Collected data entries
use std::cell::RefCell;
use std::rc::Rc;
use std::sync::Arc;

use fltk::{app, prelude::*};
use tracing_subscriber::EnvFilter;

use pattern_pad::app::infrastructure::preferences::JsonPreferenceStore;
use pattern_pad::app::infrastructure::style_surface::StyleSheet;
use pattern_pad::app::messages::Message;
use pattern_pad::app::services::{BackendClient, Latency, MockAnalysisService};
use pattern_pad::app::state::AppState;
use pattern_pad::app::theme::{ProfileRegistry, ThemeStore};
use pattern_pad::ui::main_window::build_main_window;
use pattern_pad::ui::menu::build_menu;

fn init_logging() {
    let filter = EnvFilter::try_from_default_env().unwrap_or_else(|_| EnvFilter::new("info"));
    tracing_subscriber::fmt().with_env_filter(filter).init();
}

fn main() {
    init_logging();

    let app = app::App::default().with_scheme(app::Scheme::Gtk);
    let (sender, receiver) = app::channel::<Message>();

    let theme = Rc::new(ThemeStore::new(
        ProfileRegistry::load(),
        Box::new(JsonPreferenceStore::load()),
        Rc::new(RefCell::new(StyleSheet::new())),
    ));
    tracing::info!(
        profile = %theme.current_profile().id,
        mode = theme.current_mode().as_str(),
        "theme restored"
    );

    let widgets = build_main_window(&sender);
    let profiles: Vec<(String, String)> = theme
        .registry()
        .profiles()
        .iter()
        .map(|p| (p.id.clone(), p.name.clone()))
        .collect();
    let mode = theme.current_mode();

    let client = BackendClient::new(Arc::new(MockAnalysisService::new(Latency::standard())));
    let mut state = AppState::new(widgets, sender, theme, client);
    let language = state.workbench.language();
    build_menu(&mut state.menu, &sender, mode, language, &profiles);

    state.window.show();
    state.start_editor();

    while app.wait() {
        if let Some(msg) = receiver.recv() {
            match msg {
                // File
                Message::ResetCode => state.reset_code(),
                Message::FileQuit | Message::WindowClose => {
                    state.shutdown();
                    app.quit();
                }

                // Editor lifecycle
                Message::LibraryLoaded(result) => state.library_loaded(result),
                Message::LibraryDeadline => state.library_deadline(),
                Message::EditorStateChanged(editor_state) => state.editor_state_changed(editor_state),
                Message::CodeChanged(code) => state.code_changed(&code),
                Message::SetLanguage(language) => state.set_language(language),

                // Analysis
                Message::DetectPatterns => state.detect_patterns(),
                Message::PatternsDetected(revision, result) => state.patterns_detected(revision, result),
                Message::SelectPattern(index) => state.select_pattern(index),
                Message::ClearHighlights => state.clear_highlights(),
                Message::AnalyzeComplexity => state.analyze_complexity(),
                Message::ComplexityAnalyzed(result) => state.complexity_analyzed(result),
                Message::RunTests => state.run_tests(),
                Message::TestsFinished(result) => state.tests_finished(result),

                // Hints
                Message::ShowHints => state.show_hints(),
                Message::HintsLoaded(result) => state.hints_loaded(result),

                // View
                Message::ToggleThemeMode => state.toggle_theme_mode(),
                Message::SetThemeProfile(id) => state.set_theme_profile(&id),

                // Help
                Message::ShowAbout => state.show_about(),
            }
        }
    }
}
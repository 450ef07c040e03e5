use fltk::{
    app::Sender,
    enums::Shortcut,
    menu::{MenuBar, MenuFlag},
    prelude::*,
};

use crate::app::domain::{SupportedLanguage, ThemeMode};
use crate::app::messages::Message;

pub const DARK_MODE_ITEM: &str = "View/Dark Mode";

/// Menu path for a language entry, e.g. `Language/C++`.
pub fn language_path(language: SupportedLanguage) -> String {
    format!("Language/{}", language.display_name().replace('/', "\\/"))
}

pub fn profile_path(name: &str) -> String {
    // '/' separates submenus and '&' marks shortcuts in FLTK labels
    format!("View/Theme Profile/{}", name.replace('/', "\\/").replace('&', "&&"))
}

pub fn build_menu(
    menu: &mut MenuBar,
    sender: &Sender<Message>,
    mode: ThemeMode,
    language: SupportedLanguage,
    profiles: &[(String, String)],
) {
    let s = sender;

    // File
    menu.add("File/Reset Code", Shortcut::Ctrl | 'r', MenuFlag::Normal, { let s = *s; move |_| s.send(Message::ResetCode) });
    menu.add("File/Quit", Shortcut::Ctrl | 'q', MenuFlag::Normal, { let s = *s; move |_| s.send(Message::FileQuit) });

    // Analyze
    menu.add("Analyze/Detect Patterns", Shortcut::Ctrl | 'd', MenuFlag::Normal, { let s = *s; move |_| s.send(Message::DetectPatterns) });
    menu.add("Analyze/Clear Highlights", Shortcut::Ctrl | Shortcut::Shift | 'd', MenuFlag::MenuDivider, { let s = *s; move |_| s.send(Message::ClearHighlights) });
    menu.add("Analyze/Analyze Complexity", Shortcut::Ctrl | 'k', MenuFlag::Normal, { let s = *s; move |_| s.send(Message::AnalyzeComplexity) });
    menu.add("Analyze/Run Tests", Shortcut::Ctrl | Shortcut::Shift | 'r', MenuFlag::Normal, { let s = *s; move |_| s.send(Message::RunTests) });

    // Language
    for lang in SupportedLanguage::all() {
        let lang = *lang;
        let flag = if lang == language { MenuFlag::Radio | MenuFlag::Value } else { MenuFlag::Radio };
        menu.add(&language_path(lang), Shortcut::None, flag, { let s = *s; move |_| s.send(Message::SetLanguage(lang)) });
    }

    // Hints
    menu.add("Hints/Show Hints...", Shortcut::Ctrl | 'h', MenuFlag::Normal, { let s = *s; move |_| s.send(Message::ShowHints) });

    // View
    let dm_flag = if mode.is_dark() { MenuFlag::Toggle | MenuFlag::Value } else { MenuFlag::Toggle };
    menu.add(DARK_MODE_ITEM, Shortcut::Ctrl | Shortcut::Shift | 'l', dm_flag, { let s = *s; move |_| s.send(Message::ToggleThemeMode) });
    for (id, name) in profiles {
        let id = id.clone();
        menu.add(&profile_path(name), Shortcut::None, MenuFlag::Normal, { let s = *s; move |_| s.send(Message::SetThemeProfile(id.clone())) });
    }

    // Help
    menu.add("Help/About PatternPad", Shortcut::None, MenuFlag::Normal, { let s = *s; move |_| s.send(Message::ShowAbout) });
}

#[cfg(test)]
mod tests {
    use super::*;

    #[test]
    fn test_menu_paths_escape_separators() {
        assert_eq!(language_path(SupportedLanguage::Cpp), "Language/C++");
        assert_eq!(language_path(SupportedLanguage::Csharp), "Language/C#");
        assert_eq!(profile_path("Dusk/Dawn"), "View/Theme Profile/Dusk\\/Dawn");
        assert_eq!(profile_path("Salt & Pepper"), "View/Theme Profile/Salt && Pepper");
    }
}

-- Instructions to follow --
State the number of lines above that include the word "StyleSheet", and write nothing besides that number.

-- Written response --
2